Peonidin 3 o glucoside chloride

Qualitative analysis of the extract was performed by high-performance liquid chromatography (HPLC) using an HP 1100/1200 instrument (Agilent Technologies, Palo Alto, CA, USA), equipped with an autosampler (100 µL sample loop), and a diode array detector [26 (link)]. About 225 μg of raw extract was loaded in 100 µL of HPLC starting conditions (6% of eluent A, composed by water/acetonitrile/formic acid, 87:3:10 v/v/v) on a C12 column (Synergi 4 µm Max-RP 80 A, 250 × 4.6 mm ID, Phenomenex, Torrance, California, USA), preceded by a Synergi guard column (4 × 3.00 mm, Phenomenex) with the same stationary phase, at room temperature.

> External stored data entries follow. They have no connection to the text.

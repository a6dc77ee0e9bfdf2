//! Snapshot image cache lifecycle.
//!
//! Plans that share a cluster share cached snapshot images. When a new
//! snapshot is cached, its images are pinned and the images of older
//! snapshots for the same cluster are given an expiration date a grace
//! period away, so builds still using them can finish. Expiration is
//! advisory: expired rows stay in the store and are filtered out on read.

use crate::clock::Clock;
use crate::ids::PlanId;
use crate::ports::{CachedSnapshotImageRepository, PlanRepository, SnapshotRepository};
use crate::project::Plan;
use crate::snapshot::{CacheWrite, CachedSnapshotImage, Snapshot, SnapshotImage};
use crate::{Error, Result};
use chrono::{DateTime, TimeDelta, Utc};
use serde::{Deserialize, Serialize};
use std::collections::{BTreeSet, HashSet};
use std::sync::Arc;
use tracing::{debug, info, warn};

/// Cache policy configuration.
#[derive(Debug, Clone, Serialize, Deserialize)]
pub struct GcConfig {
    /// How long images of a superseded snapshot stay cached, in seconds.
    #[serde(default = "default_grace_period_secs")]
    pub grace_period_secs: u64,
}

fn default_grace_period_secs() -> u64 {
    86_400
}

impl Default for GcConfig {
    fn default() -> Self {
        Self {
            grace_period_secs: default_grace_period_secs(),
        }
    }
}

impl GcConfig {
    pub fn new(grace_period_secs: u64) -> Self {
        Self { grace_period_secs }
    }

    pub fn grace_period(&self) -> Result<TimeDelta> {
        if self.grace_period_secs == 0 {
            return Err(Error::Config(
                "gc.grace_period_secs must be greater than zero".to_string(),
            ));
        }
        i64::try_from(self.grace_period_secs)
            .ok()
            .and_then(TimeDelta::try_seconds)
            .ok_or_else(|| {
                Error::Config(format!(
                    "gc.grace_period_secs out of range: {}",
                    self.grace_period_secs
                ))
            })
    }

    pub fn validate(&self) -> Result<()> {
        self.grace_period().map(|_| ())
    }

    /// The expiration date given to superseded images at `now`.
    pub fn expiry_horizon(&self, now: DateTime<Utc>) -> Result<DateTime<Utc>> {
        now.checked_add_signed(self.grace_period()?)
            .ok_or_else(|| Error::Config("gc.grace_period_secs overflows the clock".to_string()))
    }
}

/// Decides which snapshot images stay cached for a cluster.
pub struct SnapshotCacheManager {
    plans: Arc<dyn PlanRepository>,
    snapshots: Arc<dyn SnapshotRepository>,
    cache: Arc<dyn CachedSnapshotImageRepository>,
    clock: Arc<dyn Clock>,
    config: GcConfig,
}

impl SnapshotCacheManager {
    pub fn new(
        plans: Arc<dyn PlanRepository>,
        snapshots: Arc<dyn SnapshotRepository>,
        cache: Arc<dyn CachedSnapshotImageRepository>,
        clock: Arc<dyn Clock>,
        config: GcConfig,
    ) -> Self {
        Self {
            plans,
            snapshots,
            cache,
            clock,
            config,
        }
    }

    pub fn config(&self) -> &GcConfig {
        &self.config
    }

    /// Every plan whose cluster is `cluster`, across all projects.
    pub async fn get_plans_for_cluster(&self, cluster: &str) -> Result<Vec<Plan>> {
        let plans = self.plans.list_by_cluster(cluster).await?;
        Ok(plans
            .into_iter()
            .filter(|plan| plan.in_cluster(cluster))
            .collect())
    }

    /// Cache entries of the cluster's plans that are pinned or not yet expired.
    pub async fn get_cached_snapshot_images(
        &self,
        cluster: &str,
    ) -> Result<Vec<CachedSnapshotImage>> {
        let plans = self.get_plans_for_cluster(cluster).await?;
        if plans.is_empty() {
            debug!(cluster, "Cluster has no plans");
            return Ok(vec![]);
        }

        let now = self.clock.now();
        let plan_ids: Vec<PlanId> = plans.iter().map(|plan| plan.id).collect();
        let members: HashSet<PlanId> = plan_ids.iter().copied().collect();

        let entries = self.cache.list_for_plans(&plan_ids).await?;
        let live: Vec<CachedSnapshotImage> = entries
            .into_iter()
            .filter(|entry| members.contains(&entry.plan_id) && entry.is_live_at(now))
            .collect();

        debug!(
            cluster,
            plans = plan_ids.len(),
            live = live.len(),
            "Resolved cached snapshot images"
        );
        Ok(live)
    }

    /// Pin the images of `snapshot` and schedule the images of older
    /// snapshots of the same clusters for expiry.
    pub async fn cache_snapshot(&self, snapshot: &Snapshot) -> Result<()> {
        let write = self.plan_cache_write(snapshot).await?;
        if write.is_empty() {
            debug!(snapshot_id = %snapshot.id, "Snapshot has no images, nothing to cache");
            return Ok(());
        }

        self.cache.apply(&write).await?;

        info!(
            snapshot_id = %snapshot.id,
            pinned = write.pinned_count(),
            expiring = write.len() - write.pinned_count(),
            "Cached snapshot"
        );
        Ok(())
    }

    /// Compute the writes [`cache_snapshot`](Self::cache_snapshot) would apply.
    pub async fn plan_cache_write(&self, snapshot: &Snapshot) -> Result<CacheWrite> {
        let images = self.snapshots.list_images(snapshot.id).await?;
        let mut write = CacheWrite::new();
        if images.is_empty() {
            return Ok(write);
        }

        let now = self.clock.now();
        let horizon = self.config.expiry_horizon(now)?;

        let mates: Vec<PlanId> = self.cluster_mates(&images).await?.into_iter().collect();
        let existing = self.cache.list_for_plans(&mates).await?;

        for entry in existing
            .iter()
            .filter(|entry| entry.snapshot_id != snapshot.id)
        {
            if let Some(expires) = scheduled_expiry(entry, now, horizon) {
                write.upsert(entry.id, Some(expires));
            }
        }

        // Pins go in last so they win over anything scheduled above.
        for image in &images {
            write.pin(image.id);
        }

        Ok(write)
    }

    /// The plans of `images` plus every plan sharing a cluster with one of them.
    async fn cluster_mates(&self, images: &[SnapshotImage]) -> Result<BTreeSet<PlanId>> {
        let mut mates = BTreeSet::new();
        let mut clusters = HashSet::new();

        for image in images {
            mates.insert(image.plan_id);

            let Some(plan) = self.plans.get(image.plan_id).await? else {
                warn!(
                    snapshot_image_id = %image.id,
                    plan_id = %image.plan_id,
                    "Snapshot image references an unknown plan"
                );
                continue;
            };

            if let Some(cluster) = plan.cluster {
                if clusters.insert(cluster.clone()) {
                    for mate in self.get_plans_for_cluster(&cluster).await? {
                        mates.insert(mate.id);
                    }
                }
            }
        }

        Ok(mates)
    }
}

/// New expiration for a superseded entry, or `None` to leave it alone.
///
/// Deadlines only ever move closer: expired entries stay expired and an
/// entry already due before `horizon` keeps its date.
fn scheduled_expiry(
    entry: &CachedSnapshotImage,
    now: DateTime<Utc>,
    horizon: DateTime<Utc>,
) -> Option<DateTime<Utc>> {
    match entry.expiration_date {
        None => Some(horizon),
        Some(current) if current <= now => None,
        Some(current) if current > horizon => Some(horizon),
        Some(_) => None,
    }
}
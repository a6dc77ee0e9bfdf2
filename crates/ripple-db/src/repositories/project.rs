//! PostgreSQL implementation of ProjectRepository.

use async_trait::async_trait;
use ripple_core::ids::ProjectId;
use ripple_core::ports::ProjectRepository;
use ripple_core::project::Project;
use ripple_core::{Error, Result};
use sqlx::{PgPool, Row};

#[derive(Clone)]
pub struct PgProjectRepository {
    pool: PgPool,
}

impl PgProjectRepository {
    pub fn new(pool: PgPool) -> Self {
        Self { pool }
    }
}

#[async_trait]
impl ProjectRepository for PgProjectRepository {
    async fn create(&self, project: &Project) -> Result<ProjectId> {
        sqlx::query("INSERT INTO projects (id, slug, name, date_created) VALUES ($1, $2, $3, $4)")
            .bind(project.id.as_uuid())
            .bind(&project.slug)
            .bind(&project.name)
            .bind(project.date_created)
            .execute(&self.pool)
            .await
            .map_err(|e| Error::Database(e.to_string()))?;

        Ok(project.id)
    }

    async fn get(&self, id: ProjectId) -> Result<Option<Project>> {
        let row = sqlx::query("SELECT id, slug, name, date_created FROM projects WHERE id = $1")
            .bind(id.as_uuid())
            .fetch_optional(&self.pool)
            .await
            .map_err(|e| Error::Database(e.to_string()))?;

        Ok(row.map(|r| Project {
            id: ProjectId::from_uuid(r.get::<uuid::Uuid, _>("id")),
            slug: r.get("slug"),
            name: r.get("name"),
            date_created: r.get("date_created"),
        }))
    }
}
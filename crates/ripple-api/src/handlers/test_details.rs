//! Test details handlers.

use axum::{
    Json,
    extract::{Path, State},
    http::StatusCode,
};
use ripple_core::ids::TestId;
use ripple_core::test_details::TestDetails;
use std::sync::Arc;

use super::error_response;
use crate::state::AppState;

pub async fn get_test_details(
    State(state): State<Arc<AppState>>,
    Path(test_id): Path<String>,
) -> Result<Json<TestDetails>, (StatusCode, String)> {
    let id: TestId = test_id
        .parse()
        .map_err(|_| (StatusCode::BAD_REQUEST, "Invalid test ID".to_string()))?;

    let details = state.test_details.get(id).await.map_err(error_response)?;

    Ok(Json(details))
}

The flow rate was set at 0.5 mL/min with a multistep gradient of eluent B (water/acetonitrile/formic acid, 40:50:10 v/v/v in A from 6% to 90%, according to the scheme provided in Table 1. Elution was followed by recording the absorbance between 190 and 700 nm. As a reference, a standard pool composed by 60 µL of a 2.5 ng/µL solution of malvidin-3-O-glucoside chloride, 60 µL of a 5 ng/µL solution of cyanidin-3-O-glucoside chloride, and 60 µL of a 2.5 ng/µL solution of peonidin-3-O-glucoside chloride (Sigma-Aldrich) was run on the same gradient.